A major component of physiologically based pharmacokinetic (PBPK) models is the prediction of the rate and extent of absorption of orally dosed drugs for which knowledge of effective passive intestinal permeability (P_eff) is essential. Single-pass intestinal perfusion (SPIP) studies are used to establish effective permeability in vivo but are difficult to perform in rodents, while mechanistic models to predict drug P_eff in rat and mouse have not been published.
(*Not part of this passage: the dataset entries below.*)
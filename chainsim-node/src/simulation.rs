//! simulation.rs
//!
//! Owns every node, the wallets, the simulated network and the single
//! consensus engine shared by all nodes, and drives them on one global clock.
//!
//! Each tick first delivers every due message to its destination's engine
//! handler, then runs `on_tick` once per node. Nothing else mutates node state
//! except the administrative operations below.

use std::{collections::BTreeMap, f64::consts::TAU, sync::Arc, time::Duration};

use chainsim_common::{error::Result, genesis::GenesisState, NodeId, Transaction, TxState};
use chainsim_consensus::{create_engine, engine_from_name, ConsensusEngine, PbftEngine, PosEngine, PowEngine, RaftEngine};
use chainsim_ledger::Node;
use chainsim_p2p::{Network, NetworkStats};
use tracing::{debug, info, warn};

use crate::{
    config::SimConfig,
    snapshot::{NodeSnapshot, SimulationSnapshot, WalletSnapshot},
    wallet::Wallet,
};

const LAYOUT_CENTER: (f64, f64) = (400.0, 300.0);
const LAYOUT_RADIUS: f64 = 200.0;
/// Peers a new node gets when the topology is not a full mesh.
const SPARSE_PEERS: usize = 2;

pub struct Simulation {
    config: SimConfig,
    engine: Arc<dyn ConsensusEngine>,
    network: Network,
    nodes: BTreeMap<NodeId, Node>,
    wallets: BTreeMap<String, Wallet>,
    genesis: GenesisState,
    now: u64,
    next_node: u64,
    next_wallet: u64,
}

impl Simulation {
    /// Builds `node_count` nodes laid out on a circle, one funded wallet each.
    pub fn new(config: SimConfig) -> Result<Self> {
        config.validate()?;
        let engine = create_engine(config.consensus_kind()?, config.params.clone());
        let network = Network::new(config.network.clone());

        let mut sim = Self {
            config,
            engine,
            network,
            nodes: BTreeMap::new(),
            wallets: BTreeMap::new(),
            genesis: GenesisState::new(),
            now: 0,
            next_node: 0,
            next_wallet: 0,
        };

        let count = sim.config.node_count;
        let ids: Vec<NodeId> = (0..count).map(|_| sim.allocate_node_id()).collect();
        for id in &ids {
            sim.allocate_wallet(id.clone());
        }
        sim.genesis = sim.genesis_for_wallets();

        for (i, id) in ids.iter().enumerate() {
            let angle = TAU * i as f64 / count.max(1) as f64;
            let node = Node::new(id.clone(), sim.genesis.clone()).with_position(
                LAYOUT_CENTER.0 + LAYOUT_RADIUS * angle.cos(),
                LAYOUT_CENTER.1 + LAYOUT_RADIUS * angle.sin(),
            );
            sim.network.register_node(id.clone());
            sim.nodes.insert(id.clone(), node);
        }
        sim.wire_initial_topology();
        for node in sim.nodes.values_mut() {
            sim.engine.init(node, &mut sim.network);
        }

        info!(
            "🚀 Simulation ready: {} nodes under {} (delay {}-{}ms, loss {})",
            count,
            sim.engine.kind(),
            sim.config.network.min_delay,
            sim.config.network.max_delay,
            sim.config.network.packet_loss
        );
        Ok(sim)
    }

    fn allocate_node_id(&mut self) -> NodeId {
        let id = NodeId(format!("node-{}", self.next_node));
        self.next_node += 1;
        id
    }

    fn allocate_wallet(&mut self, node_id: NodeId) -> String {
        let id = format!("wallet-{}", self.next_wallet);
        self.next_wallet += 1;
        self.wallets.insert(id.clone(), Wallet::new(id.clone(), node_id));
        id
    }

    fn genesis_for_wallets(&self) -> GenesisState {
        self.wallets
            .values()
            .fold(GenesisState::new(), |g, w| g.with_allocation(&w.address, self.config.initial_balance))
    }

    fn wire_initial_topology(&mut self) {
        let ids: Vec<NodeId> = self.nodes.keys().cloned().collect();
        let n = ids.len();
        if n < 2 {
            return;
        }
        if self.config.full_mesh {
            for a in &ids {
                for b in &ids {
                    self.connect_nodes(a, b);
                }
            }
        } else {
            for i in 0..n {
                let (a, b) = (&ids[i], &ids[(i + 1) % n]);
                self.connect_nodes(a, b);
            }
        }
    }

    // ---- clock ----

    /// Delivers due messages, then runs every node's background work.
    /// Returns how many messages were delivered.
    pub fn tick(&mut self, now: u64) -> usize {
        let now = now.max(self.now);
        self.now = now;

        let delivered = self.network.tick(now);
        for msg in &delivered {
            match self.nodes.get_mut(&msg.to) {
                Some(node) => self.engine.on_message(node, msg, &mut self.network),
                None => debug!("📭 No node {} for {} #{}", msg.to, msg.msg_type, msg.id),
            }
        }
        for node in self.nodes.values_mut() {
            self.engine.on_tick(node, now, &mut self.network);
        }
        delivered.len()
    }

    /// Advances the clock by one configured tick interval.
    pub fn step(&mut self) -> usize {
        let next = self.now + self.config.tick_interval_ms;
        self.tick(next)
    }

    pub fn run_ticks(&mut self, ticks: usize) {
        for _ in 0..ticks {
            self.step();
        }
    }

    /// Wall-clock period between driver ticks.
    pub fn tick_interval(&self) -> Duration {
        self.config.tick_interval()
    }

    // ---- topology ----

    /// Adds a node at `(x, y)` with its own (unfunded) wallet and returns its id.
    ///
    /// It connects to every node in a full mesh, otherwise to its nearest nodes.
    pub fn add_node(&mut self, x: f64, y: f64) -> NodeId {
        let id = self.allocate_node_id();
        let mut node = Node::new(id.clone(), self.genesis.clone()).with_position(x, y);

        let peers: Vec<NodeId> = if self.config.full_mesh {
            self.nodes.keys().cloned().collect()
        } else {
            let mut by_distance: Vec<(f64, NodeId)> = self
                .nodes
                .values()
                .map(|n| ((n.position.0 - x).hypot(n.position.1 - y), n.id.clone()))
                .collect();
            by_distance.sort_by(|a, b| a.0.total_cmp(&b.0).then_with(|| a.1.cmp(&b.1)));
            by_distance.into_iter().take(SPARSE_PEERS).map(|(_, id)| id).collect()
        };

        self.network.register_node(id.clone());
        for peer in &peers {
            if let Some(other) = self.nodes.get_mut(peer) {
                other.peers.insert(id.clone());
                node.peers.insert(peer.clone());
            }
        }
        self.engine.init(&mut node, &mut self.network);
        self.nodes.insert(id.clone(), node);
        self.allocate_wallet(id.clone());

        info!("➕ Added {} at ({:.0}, {:.0}) with {} peers", id, x, y, peers.len());
        id
    }

    /// Removes a node. Messages still in flight to it are discarded on delivery.
    pub fn remove_node(&mut self, id: &NodeId) -> bool {
        if self.nodes.remove(id).is_none() {
            return false;
        }
        self.network.unregister_node(id);
        for node in self.nodes.values_mut() {
            node.peers.remove(id);
        }
        self.wallets.retain(|_, w| w.node_id != *id);
        self.engine.on_node_removed(id);
        info!("➖ Removed {}", id);
        true
    }

    pub fn connect_nodes(&mut self, a: &NodeId, b: &NodeId) -> bool {
        if a == b || !self.nodes.contains_key(a) || !self.nodes.contains_key(b) {
            return false;
        }
        if let Some(node) = self.nodes.get_mut(a) {
            node.peers.insert(b.clone());
        }
        if let Some(node) = self.nodes.get_mut(b) {
            node.peers.insert(a.clone());
        }
        true
    }

    pub fn disconnect_nodes(&mut self, a: &NodeId, b: &NodeId) -> bool {
        let mut changed = false;
        if let Some(node) = self.nodes.get_mut(a) {
            changed |= node.peers.remove(b);
        }
        if let Some(node) = self.nodes.get_mut(b) {
            changed |= node.peers.remove(a);
        }
        changed
    }

    // ---- wallets & transactions ----

    /// Creates an unfunded wallet submitting through `node_id`.
    pub fn add_wallet(&mut self, node_id: &NodeId) -> Option<String> {
        if !self.nodes.contains_key(node_id) {
            return None;
        }
        Some(self.allocate_wallet(node_id.clone()))
    }

    /// Signs and submits a transfer from `wallet_id` through its node.
    ///
    /// `to` may be a wallet id or a raw address. Returns the transaction if
    /// the node admitted it; unknown wallets and rejections yield `None`.
    pub fn send_transaction(&mut self, wallet_id: &str, to: &str, amount: u64) -> Option<Transaction> {
        let Some(wallet) = self.wallets.get(wallet_id) else {
            debug!("Unknown wallet {}", wallet_id);
            return None;
        };
        let from = wallet.address.clone();
        let node_id = wallet.node_id.clone();
        let to_address = self.wallets.get(to).map(|w| w.address.clone()).unwrap_or_else(|| to.to_string());

        let node = self.nodes.get_mut(&node_id)?;
        let nonce = node.ledger().expected_nonce(&from) + node.mempool.pending_from(&from);
        let tx = Transaction::signed(&from, &to_address, amount, nonce, self.now);

        if !self.engine.on_tx(node, tx.clone(), &mut self.network) {
            warn!("⚠️ {} rejected tx from {} (amount {}, nonce {})", node_id, wallet_id, amount, nonce);
            return None;
        }
        if let Some(wallet) = self.wallets.get_mut(wallet_id) {
            wallet.next_nonce = nonce + 1;
        }
        info!("💸 {} -> {}: {} (tx {}, via {})", wallet_id, to_address, amount, tx.id, node_id);
        tracing::info!(target: "consensus", "EVENT:TX_SUBMIT tx={} node={} amount={}", tx.id, node_id, amount);
        Some(tx)
    }

    // ---- engine administration ----

    pub fn set_mining(&mut self, id: &NodeId, mining: bool) -> bool {
        let (Some(pow), Some(node)) = (self.engine.as_any().downcast_ref::<PowEngine>(), self.nodes.get_mut(id)) else {
            return false;
        };
        pow.set_mining(node, mining);
        true
    }

    pub fn set_hash_power(&mut self, id: &NodeId, hash_power: u64) -> bool {
        let (Some(pow), Some(node)) = (self.engine.as_any().downcast_ref::<PowEngine>(), self.nodes.get_mut(id)) else {
            return false;
        };
        pow.set_hash_power(node, hash_power);
        true
    }

    /// Zero stake removes the node from the validator set.
    pub fn set_stake(&mut self, id: &NodeId, stake: u64) -> bool {
        let (Some(pos), Some(node)) = (self.engine.as_any().downcast_ref::<PosEngine>(), self.nodes.get_mut(id)) else {
            return false;
        };
        pos.set_stake(node, stake);
        true
    }

    pub fn force_election_timeout(&mut self, id: &NodeId) -> bool {
        let (Some(raft), Some(node)) = (self.engine.as_any().downcast_ref::<RaftEngine>(), self.nodes.get_mut(id)) else {
            return false;
        };
        raft.force_election_timeout(node, self.now, &mut self.network);
        true
    }

    /// Administrative PBFT view change applied to every node at once.
    pub fn change_view(&mut self) -> Option<u64> {
        let pbft = self.engine.as_any().downcast_ref::<PbftEngine>()?;
        Some(pbft.change_view(self.nodes.values_mut(), self.now))
    }

    /// Replaces the engine and restarts every node from genesis, keeping
    /// positions, peers and wallets. Unknown kinds fail without changing anything.
    pub fn switch_consensus(&mut self, name: &str) -> Result<()> {
        let engine = engine_from_name(name, self.config.params.clone())?;
        let previous = self.engine.kind();

        self.engine = engine;
        self.config.consensus = name.to_lowercase();
        self.network.clear_in_flight();
        self.genesis = self.genesis_for_wallets();
        for wallet in self.wallets.values_mut() {
            wallet.next_nonce = 0;
        }

        let old = std::mem::take(&mut self.nodes);
        for (id, old_node) in old {
            let mut node = Node::new(id.clone(), self.genesis.clone())
                .with_position(old_node.position.0, old_node.position.1);
            node.peers = old_node.peers;
            self.engine.init(&mut node, &mut self.network);
            self.nodes.insert(id, node);
        }

        info!("🔀 Switched consensus {} -> {}", previous, self.engine.kind());
        tracing::info!(target: "consensus", "EVENT:SWITCH from={} to={}", previous, self.engine.kind());
        Ok(())
    }

    // ---- network tuning ----

    pub fn set_delay(&mut self, min_delay: u64, max_delay: u64) {
        self.network.set_delay(min_delay, max_delay);
        self.config.network = self.network.config().clone();
    }

    pub fn set_packet_loss(&mut self, packet_loss: f64) {
        self.network.set_packet_loss(packet_loss);
        self.config.network = self.network.config().clone();
    }

    pub fn network_stats(&self) -> NetworkStats {
        self.network.stats()
    }

    // ---- queries ----

    pub fn now(&self) -> u64 {
        self.now
    }

    pub fn config(&self) -> &SimConfig {
        &self.config
    }

    pub fn engine(&self) -> &Arc<dyn ConsensusEngine> {
        &self.engine
    }

    pub fn network(&self) -> &Network {
        &self.network
    }

    pub fn node(&self, id: &NodeId) -> Option<&Node> {
        self.nodes.get(id)
    }

    pub fn nodes(&self) -> impl Iterator<Item = &Node> {
        self.nodes.values()
    }

    pub fn node_ids(&self) -> Vec<NodeId> {
        self.nodes.keys().cloned().collect()
    }

    pub fn wallet(&self, id: &str) -> Option<&Wallet> {
        self.wallets.get(id)
    }

    pub fn wallets(&self) -> impl Iterator<Item = &Wallet> {
        self.wallets.values()
    }

    pub fn tx_state(&self, node_id: &NodeId, tx_id: &str) -> Option<TxState> {
        self.nodes.get(node_id)?.tx_state(tx_id)
    }

    pub fn is_finalized(&self, node_id: &NodeId, block_id: &str) -> bool {
        self.nodes
            .get(node_id)
            .map(|n| self.engine.is_finalized(n, block_id))
            .unwrap_or(false)
    }

    pub fn role(&self, node_id: &NodeId) -> Option<String> {
        let node = self.nodes.get(node_id)?;
        Some(self.engine.role_with_network(node, &self.network))
    }

    pub fn snapshot(&self) -> SimulationSnapshot {
        let nodes = self
            .nodes
            .values()
            .map(|n| NodeSnapshot {
                id: n.id.clone(),
                position: n.position,
                head_id: n.head_id().to_string(),
                head_height: n.head_height(),
                finalized_id: n.finalized_id().to_string(),
                finalized_height: n.finalized_height(),
                mempool_size: n.mempool.len(),
                role: self.engine.role_with_network(n, &self.network),
                peers: n.peers.iter().cloned().collect(),
                ui: self.engine.ui_state(n),
            })
            .collect();

        let wallets = self
            .wallets
            .iter()
            .map(|(id, w)| {
                let balance = self.nodes.get(&w.node_id).map(|n| n.ledger().balance(&w.address)).unwrap_or(0);
                (id.clone(), WalletSnapshot { wallet: w.clone(), balance })
            })
            .collect();

        SimulationSnapshot {
            now: self.now,
            consensus: self.engine.kind().to_string(),
            nodes,
            messages: self.network.message_views(),
            wallets,
            network: self.network.stats(),
        }
    }
}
This work evaluates the predictive performance of the ‘MechPeff’ model to predict P_eff in the rodent intestine based upon knowledge of regional gut physiology and drug-specific physicochemical parameters. The ‘MechPeff’ model, built-in to the Simcyp Rat and Mouse Simulators, predicts transcellular, paracellular and mucus layer permeabilities and combines these to give the overall P_eff. The jejunal and/or ileal P_eff was predicted for 12 (4) acidic, 13 (12) basic, 10 (8) neutral and 2 (0) ampholytic drugs in the rat (mouse), spanning a wide range of MW and logP_o:w, and compared with experimental P_eff obtained using SPIP. A key input is the intrinsic transcellular permeability (P_trans,0) which can be derived from modelling of appropriate in vitro permeability experiments or predicted from physicochemical properties. The P_eff predictions were reasonably good when experimentally derived P_trans,0 was used; from 42 P_eff,rat values, 24 (57%) were within 3-fold, and of 19 P_eff,mouse values, 12 (63%) were within 3-fold, of observed P_eff. Considering the lack of alternative models to predict P_eff in preclinical species, and the minimal drug-specific inputs required, this model provides a valuable tool within drug discovery and development programmes.